There is nothing like seeing elephants in the wild. I have seen them many times, but it never gets tiring.

Later in the day, we visited another watering hole, and this time had a small group of zebra and some giraffe who were sharing the drink.

For those of you not lucky enough to go on a safari, it would amaze you to watch the giraffe drink. They spread their legs and "splay" to get down low enough to drink. It is a site to behold.

While one giraffe was drinking, he got irritated by the zebra and he and some of the other long-legged animals started chasing the zebra away. I quickly changed my aperture to f/40 (using the Canon 1D X Mark II and Canon 100-400mm lens at ISO 320) which gave me a shutter speed of 1/40th second. I then panned with the running giraffe to get this motion blur shot.

After chasing the zebra, these two giraffe got together and had a moment.

The next day we were on a private game reserve when we drove up on three cheetahs who had just killed a springbok. It was awesome to watch them as they made no waste of the kill.

The cheetah is one of my favorite animals here in Africa, with those amazing faces and markings on their bodies.

I was shooting images of the feast when this cheetah stood up with the springbok's head in his mouth. It really shows the circle of life in one image, and is one of my favorites from the trip.

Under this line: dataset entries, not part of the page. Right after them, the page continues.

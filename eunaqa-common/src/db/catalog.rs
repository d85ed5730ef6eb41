//! Named queries over users, package catalogs and purchases

use sqlx::{Pool, Row, Sqlite};
use uuid::Uuid;

use crate::db::models::{ControlPurchase, Package, User};
use crate::Result;

/// Which catalog table a package lives in
#[derive(Debug, Clone, Copy, PartialEq, Eq)]
pub enum PackageKind {
    Control,
    Exam,
    MockExam,
}

impl PackageKind {
    /// Catalog table name; the enum is the whitelist
    pub fn table(&self) -> &'static str {
        match self {
            PackageKind::Control => "control_packages",
            PackageKind::Exam => "exam_packages",
            PackageKind::MockExam => "mock_exam_packages",
        }
    }
}

fn package_from_row(row: &sqlx::sqlite::SqliteRow) -> Result<Package> {
    Ok(Package {
        guid: row.try_get("guid")?,
        name: row.try_get("name")?,
        description: row.try_get("description")?,
        unit_count: row.try_get("unit_count")?,
        price_clp: row.try_get("price_clp")?,
        is_active: row.try_get::<i64, _>("is_active")? != 0,
        created_at: row.try_get("created_at")?,
    })
}

pub async fn insert_user(pool: &Pool<Sqlite>, user: &User) -> Result<()> {
    sqlx::query("INSERT INTO users (guid, email, name, created_at) VALUES (?, ?, ?, ?)")
        .bind(&user.guid)
        .bind(&user.email)
        .bind(&user.name)
        .bind(&user.created_at)
        .execute(pool)
        .await?;
    Ok(())
}

pub async fn find_user_by_email(pool: &Pool<Sqlite>, email: &str) -> Result<Option<User>> {
    let row = sqlx::query("SELECT guid, email, name, created_at FROM users WHERE email = ?")
        .bind(email)
        .fetch_optional(pool)
        .await?;

    row.map(|row| {
        Ok(User {
            guid: row.try_get("guid")?,
            email: row.try_get("email")?,
            name: row.try_get("name")?,
            created_at: row.try_get("created_at")?,
        })
    })
    .transpose()
}

/// Insert a package unless one with the same name exists; returns true on insert
pub async fn insert_package_if_absent(
    pool: &Pool<Sqlite>,
    kind: PackageKind,
    name: &str,
    description: &str,
    unit_count: i64,
    price_clp: i64,
) -> Result<bool> {
    let inserted = sqlx::query(&format!(
        "INSERT INTO {} (guid, name, description, unit_count, price_clp, is_active, created_at)
         VALUES (?, ?, ?, ?, ?, 1, ?)
         ON CONFLICT(name) DO NOTHING",
        kind.table()
    ))
    .bind(Uuid::new_v4().to_string())
    .bind(name)
    .bind(description)
    .bind(unit_count)
    .bind(price_clp)
    .bind(super::now_rfc3339())
    .execute(pool)
    .await?
    .rows_affected();

    Ok(inserted == 1)
}

pub async fn find_package_by_name(
    pool: &Pool<Sqlite>,
    kind: PackageKind,
    name: &str,
) -> Result<Option<Package>> {
    let row = sqlx::query(&format!(
        "SELECT guid, name, description, unit_count, price_clp, is_active, created_at
         FROM {} WHERE name = ?",
        kind.table()
    ))
    .bind(name)
    .fetch_optional(pool)
    .await?;

    row.as_ref().map(package_from_row).transpose()
}

pub async fn insert_purchase(pool: &Pool<Sqlite>, purchase: &ControlPurchase) -> Result<()> {
    sqlx::query(
        "INSERT INTO control_purchases
         (guid, user_id, package_id, total_units, used_units, created_at)
         VALUES (?, ?, ?, ?, ?, ?)",
    )
    .bind(&purchase.guid)
    .bind(&purchase.user_id)
    .bind(&purchase.package_id)
    .bind(purchase.total_units)
    .bind(purchase.used_units)
    .bind(&purchase.created_at)
    .execute(pool)
    .await?;
    Ok(())
}

pub async fn purchases_for_user(
    pool: &Pool<Sqlite>,
    user_id: &str,
) -> Result<Vec<ControlPurchase>> {
    let rows = sqlx::query(
        "SELECT guid, user_id, package_id, total_units, used_units, created_at
         FROM control_purchases WHERE user_id = ? ORDER BY created_at",
    )
    .bind(user_id)
    .fetch_all(pool)
    .await?;

    rows.iter()
        .map(|row| {
            Ok(ControlPurchase {
                guid: row.try_get("guid")?,
                user_id: row.try_get("user_id")?,
                package_id: row.try_get("package_id")?,
                total_units: row.try_get("total_units")?,
                used_units: row.try_get("used_units")?,
                created_at: row.try_get("created_at")?,
            })
        })
        .collect()
}

/// Purchases whose owning user no longer exists (data-integrity mismatch)
pub async fn find_orphaned_purchases(pool: &Pool<Sqlite>) -> Result<Vec<ControlPurchase>> {
    let rows = sqlx::query(
        "SELECT p.guid, p.user_id, p.package_id, p.total_units, p.used_units, p.created_at
         FROM control_purchases p
         WHERE NOT EXISTS (SELECT 1 FROM users u WHERE u.guid = p.user_id)
         ORDER BY p.created_at",
    )
    .fetch_all(pool)
    .await?;

    rows.iter()
        .map(|row| {
            Ok(ControlPurchase {
                guid: row.try_get("guid")?,
                user_id: row.try_get("user_id")?,
                package_id: row.try_get("package_id")?,
                total_units: row.try_get("total_units")?,
                used_units: row.try_get("used_units")?,
                created_at: row.try_get("created_at")?,
            })
        })
        .collect()
}
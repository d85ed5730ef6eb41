//! Stuck sweep-run diagnosis
//!
//! A run is considered stale when it sits in RUNNING with no result
//! activity inside the window. Reporting is the default; `--fail-stale`
//! additionally transitions the stale runs to FAILED.

use sqlx::{Pool, Sqlite};
use tracing::{info, warn};

use eunaqa_common::db::models::QaSweepRun;
use eunaqa_common::db::{self, runs};
use eunaqa_common::Result;

/// Outcome of one diagnosis pass
#[derive(Debug, Clone)]
pub struct DiagnoseOutcome {
    pub stale: Vec<QaSweepRun>,
    /// How many stale runs were transitioned to FAILED
    pub failed: u64,
}

pub async fn diagnose_runs(
    pool: &Pool<Sqlite>,
    stale_minutes: i64,
    fail_stale: bool,
) -> Result<DiagnoseOutcome> {
    let cutoff = (chrono::Utc::now() - chrono::Duration::minutes(stale_minutes)).to_rfc3339();
    let stale = runs::find_stale_running(pool, &cutoff).await?;

    let mut failed = 0u64;
    if fail_stale {
        let now = db::now_rfc3339();
        for run in &stale {
            runs::mark_run_failed(pool, &run.guid, &now).await?;
            failed += 1;
        }
    }

    if stale.is_empty() {
        info!("No stale RUNNING runs (window: {} min)", stale_minutes);
    } else {
        warn!(
            count = stale.len(),
            failed, "Stale RUNNING runs detected"
        );
    }

    Ok(DiagnoseOutcome { stale, failed })
}

pub fn print_outcome(outcome: &DiagnoseOutcome, stale_minutes: i64) {
    if outcome.stale.is_empty() {
        println!("No runs stuck in RUNNING (no activity window: {} min)", stale_minutes);
        return;
    }

    println!("Stale RUNNING runs (no activity for {} min):", stale_minutes);
    for run in &outcome.stale {
        println!(
            "  {}  {:<30} started {}",
            run.guid,
            run.name,
            run.started_at.as_deref().unwrap_or("(never)")
        );
    }
    if outcome.failed > 0 {
        println!("Transitioned {} run(s) to FAILED", outcome.failed);
    } else {
        println!("Re-run with --fail-stale to transition them to FAILED");
    }
}
/// Apply one field-level patch edit inside an open transaction
///
/// Recognized fields: `statement`, `correct_answer`, `explanation` and
/// `option:<index>`. Anything else is a malformed patch.
pub async fn apply_edit(
    tx: &mut Transaction<'_, Sqlite>,
    variation_id: &str,
    field: &str,
    proposed_value: &serde_json::Value,
) -> Result<()> {
    let value = value_as_string(proposed_value)?;

    let column = match field {
        "statement" => Some("statement"),
        "correct_answer" => Some("correct_answer"),
        "explanation" => Some("explanation"),
        _ => None,
    };

    if let Some(column) = column {
        let updated = sqlx::query(&format!(
            "UPDATE question_variations SET {} = ? WHERE guid = ?",
            column
        ))
        .bind(&value)
        .bind(variation_id)
        .execute(&mut **tx)
        .await?
        .rows_affected();

        if updated == 0 {
            return Err(Error::NotFound(format!("Variation {}", variation_id)));
        }
        return Ok(());
    }

    if let Some(index) = field.strip_prefix("option:") {
        let index: usize = index
            .parse()
            .map_err(|_| Error::InvalidInput(format!("Invalid patch field: {}", field)))?;

        let options_json: Option<(String,)> =
            sqlx::query_as("SELECT options FROM question_variations WHERE guid = ?")
                .bind(variation_id)
                .fetch_optional(&mut **tx)
                .await?;

        let (options_json,) = options_json
            .ok_or_else(|| Error::NotFound(format!("Variation {}", variation_id)))?;

        let mut options: Vec<String> = serde_json::from_str(&options_json).unwrap_or_default();
        if index >= options.len() {
            return Err(Error::InvalidInput(format!(
                "Patch targets option {} but variation has {} options",
                index,
                options.len()
            )));
        }
        options[index] = value;

        sqlx::query("UPDATE question_variations SET options = ? WHERE guid = ?")
            .bind(serde_json::to_string(&options).unwrap_or_else(|_| "[]".to_string()))
            .bind(variation_id)
            .execute(&mut **tx)
            .await?;
        return Ok(());
    }

    Err(Error::InvalidInput(format!("Invalid patch field: {}", field)))
}

/// Stamp a variation's QA date inside an open transaction
pub async fn touch_last_qa_date(
    tx: &mut Transaction<'_, Sqlite>,
    variation_id: &str,
    when: &str,
) -> Result<()> {
    sqlx::query("UPDATE question_variations SET last_qa_date = ? WHERE guid = ?")
        .bind(when)
        .bind(variation_id)
        .execute(&mut **tx)
        .await?;
    Ok(())
}

fn filter_clause(filter: &VariationFilter) -> (String, Vec<String>) {
    let mut conditions: Vec<&str> = Vec::new();
    let mut binds: Vec<String> = Vec::new();

    if let Some(specialty) = &filter.specialty {
        conditions.push("v.specialty = ?");
        binds.push(specialty.clone());
    }
    if let Some(topic) = &filter.topic {
        conditions.push("v.topic = ?");
        binds.push(topic.clone());
    }
    if let Some(label) = &filter.label {
        conditions.push(
            "EXISTS (SELECT 1 FROM qa_sweep_results r
                     WHERE r.variation_id = v.guid AND r.diagnosis LIKE ?)",
        );
        // Labels are stored inside the diagnosis JSON as quoted strings
        binds.push(format!("%\"{}\"%", label.replace(['%', '_', '"'], "")));
    }

    let where_clause = if conditions.is_empty() {
        String::new()
    } else {
        format!(" WHERE {}", conditions.join(" AND "))
    };
    (where_clause, binds)
}
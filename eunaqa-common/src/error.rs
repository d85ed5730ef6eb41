//! Common error types for EUNAQA

use thiserror::Error;

/// Common result type for EUNAQA operations
pub type Result<T> = std::result::Result<T, Error>;

/// Common error types across EUNAQA services and tools
#[derive(Error, Debug)]
pub enum Error {
    /// Database operation error (wraps sqlx::Error)
    #[error("Database error: {0}")]
    Database(#[from] sqlx::Error),

    /// I/O operation error (wraps std::io::Error)
    #[error("IO error: {0}")]
    Io(#[from] std::io::Error),

    /// Configuration loading or validation error
    #[error("Configuration error: {0}")]
    Config(String),

    /// Requested resource not found
    #[error("Not found: {0}")]
    NotFound(String),

    /// Invalid user input or request parameter
    #[error("Invalid input: {0}")]
    InvalidInput(String),

    /// External dependency failure (third-party API, network)
    #[error("External dependency error: {0}")]
    External(String),

    /// Internal error
    #[error("Internal error: {0}")]
    Internal(String),
}
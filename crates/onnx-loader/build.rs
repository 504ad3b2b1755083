fn main() {
    // Generate the onnx protobuf files
    protobuf_codegen::Codegen::new()
        .pure()
        .includes(["src"])
        .input("src/protos/onnx.proto")
        .cargo_out_dir("onnx-protos")
        .run_from_script();
}
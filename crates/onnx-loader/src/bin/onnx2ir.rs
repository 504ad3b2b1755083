use std::process::ExitCode;

use graph_ir::Graph;
use log::LevelFilter;
use onnx_loader::{OnnxLoader, init_log};

/// Loads an ONNX file and prints the lowered graph
fn main() -> ExitCode {
    let onnx_file = std::env::args().nth(1).expect("No input file provided");
    let verbose = std::env::args().nth(2).is_some_and(|arg| arg == "--verbose");

    let level = if verbose {
        LevelFilter::Debug
    } else {
        LevelFilter::Info
    };
    init_log(level).expect("Unable to initialize the logger");

    let mut graph = Graph::new(onnx_file.as_str());
    match OnnxLoader::standalone().load_file(&onnx_file, &mut graph) {
        Ok(model) => {
            println!(
                "ir_version {}, opset {}, {} outputs",
                model.ir_version,
                model.opset_version,
                model.outputs.len()
            );
            print!("{graph}");
            ExitCode::SUCCESS
        }
        Err(err) => {
            log::error!("{} error: {err}", err.kind());
            ExitCode::FAILURE
        }
    }
}
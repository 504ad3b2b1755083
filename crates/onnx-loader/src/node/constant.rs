use super::{LoweringEngine, OpNode};
use crate::error::Result;
use crate::proto_conversion::tensor_from_proto;

/// Store the `value` tensor of a Constant under its output name. Constants produce no graph
/// node until an operator uses them as an operand.
pub fn lower_constant(engine: &mut LoweringEngine, node: &OpNode) -> Result<()> {
    let output = node.output()?;
    if engine.table().is_prebound(output) {
        log::debug!("Constant {output} is bound by the caller");
        return Ok(());
    }

    let tensor = tensor_from_proto(node.attrs.tensor("value")?)?;
    engine.table().insert(output, tensor);
    Ok(())
}
//! IR nodes
//!
//! A node is an operation in the graph. It refers to its operands by [`NodeId`] and carries a
//! uniqued result type. Node bodies that work on images always use channel-last (NHWC) layout.

use core::fmt;

use derive_new::new;
use strum::Display;

use crate::tensor::{ElemKind, Tensor};

/// Handle to a node inside a [`Graph`](crate::Graph).
#[derive(Debug, Clone, Copy, PartialEq, Eq, Hash, PartialOrd, Ord)]
pub struct NodeId(pub(crate) usize);

impl NodeId {
    /// Position of the node in the graph.
    pub fn index(&self) -> usize {
        self.0
    }
}

impl fmt::Display for NodeId {
    fn fmt(&self, f: &mut fmt::Formatter<'_>) -> fmt::Result {
        write!(f, "%{}", self.0)
    }
}

/// Handle to a uniqued [`Type`] owned by a [`Graph`](crate::Graph).
#[derive(Debug, Clone, Copy, PartialEq, Eq, Hash)]
pub struct TypeRef(pub(crate) usize);

/// Element kind and explicit shape of a value.
#[derive(Debug, Clone, PartialEq, Eq, Hash, new)]
pub struct Type {
    pub kind: ElemKind,
    pub dims: Vec<usize>,
}

impl fmt::Display for Type {
    fn fmt(&self, f: &mut fmt::Formatter<'_>) -> fmt::Result {
        write!(f, "{}{:?}", self.kind, self.dims)
    }
}

/// Element-wise binary operations.
#[derive(Debug, Display, Clone, Copy, PartialEq, Eq)]
pub enum ArithmeticOp {
    Add,
    Sub,
    Mul,
    Div,
}

/// Element-wise unary operations.
#[derive(Debug, Display, Clone, Copy, PartialEq, Eq)]
pub enum UnaryOp {
    Relu,
    Sigmoid,
    Tanh,
}

/// Pooling flavours.
#[derive(Debug, Display, Clone, Copy, PartialEq, Eq)]
pub enum PoolKind {
    Max,
    Avg,
}

/// Spatial window parameters shared by convolution and pooling.
///
/// `pads` is `[top, left, bottom, right]`.
#[derive(Debug, Clone, Copy, PartialEq, Eq, new)]
pub struct Window {
    pub kernel: usize,
    pub stride: usize,
    pub pads: [usize; 4],
}

/// The operation a node performs.
#[derive(Debug, Clone, PartialEq)]
pub enum NodeKind {
    /// A parameter owning its tensor.
    Variable { tensor: Tensor },
    Transpose { shuffle: Vec<usize> },
    /// Inputs: `[input (NHWC), filter, bias]`.
    Convolution { window: Window, group: usize },
    Pool { kind: PoolKind, window: Window },
    Squeeze { axes: Vec<usize> },
    ExpandDims { axes: Vec<usize> },
    /// Inputs: `[input, scale, bias, mean, var]`.
    BatchNormalization {
        channel: usize,
        epsilon: f32,
        momentum: f32,
    },
    Concat { axis: usize },
    MatMul,
    /// Broadcasts the input into the node type, aligning input dimension 0 with `axis`.
    Broadcast { axis: usize },
    Arithmetic(ArithmeticOp),
    Unary(UnaryOp),
    SoftMax { axis: usize },
    Reshape,
    /// Terminal binding of a graph result.
    Save,
}

impl fmt::Display for NodeKind {
    fn fmt(&self, f: &mut fmt::Formatter<'_>) -> fmt::Result {
        match self {
            NodeKind::Variable { .. } => write!(f, "Variable"),
            NodeKind::Transpose { shuffle } => write!(f, "Transpose{shuffle:?}"),
            NodeKind::Convolution { window, group } => write!(
                f,
                "Convolution(kernel={}, stride={}, pads={:?}, group={group})",
                window.kernel, window.stride, window.pads
            ),
            NodeKind::Pool { kind, window } => write!(
                f,
                "Pool{kind}(kernel={}, stride={}, pads={:?})",
                window.kernel, window.stride, window.pads
            ),
            NodeKind::Squeeze { axes } => write!(f, "Squeeze{axes:?}"),
            NodeKind::ExpandDims { axes } => write!(f, "ExpandDims{axes:?}"),
            NodeKind::BatchNormalization {
                channel,
                epsilon,
                momentum,
            } => write!(
                f,
                "BatchNormalization(channel={channel}, epsilon={epsilon}, momentum={momentum})"
            ),
            NodeKind::Concat { axis } => write!(f, "Concat(axis={axis})"),
            NodeKind::MatMul => write!(f, "MatMul"),
            NodeKind::Broadcast { axis } => write!(f, "Broadcast(axis={axis})"),
            NodeKind::Arithmetic(op) => write!(f, "{op}"),
            NodeKind::Unary(op) => write!(f, "{op}"),
            NodeKind::SoftMax { axis } => write!(f, "SoftMax(axis={axis})"),
            NodeKind::Reshape => write!(f, "Reshape"),
            NodeKind::Save => write!(f, "Save"),
        }
    }
}

/// A node of the graph.
#[derive(Debug, Clone, PartialEq)]
pub struct Node {
    pub name: String,
    pub kind: NodeKind,
    pub inputs: Vec<NodeId>,
    pub ty: TypeRef,
}

impl Node {
    /// The tensor of a [`NodeKind::Variable`] node.
    pub fn tensor(&self) -> Option<&Tensor> {
        match &self.kind {
            NodeKind::Variable { tensor } => Some(tensor),
            _ => None,
        }
    }
}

After the cheetahs were done eating, they ventured away from the kill, right into perfect evening light.

Two of them laid down of the ground and started to clean each other's faces. It was an amazing site to see. I shot some video of this which you will see once I get it all edited.

In between their cleaning, they both turned and gave us this pose. We were all excited to get this shot!

In Africa, there is a pecking order for food. Once the cheetahs were done eating, it was time for the jackals to come in and get their leftovers.

The vultures wanted their turn at the carcass and a fight ensued between the jackal and vultures. It was another incredible site to watch.

We completed our last game drive and headed back to our lodge to pack up. But before heading out of Namibia, we had a chance to enjoy one last sunset. It was the perfect ending to an amazing two week journey through this country.

After this, most of the guests flew back to the U.S., while Mike and I (and one guest who is doing both trips) flew to south Africa for some R&R before heading to Zimbabwe and Botswana. Those images are coming next.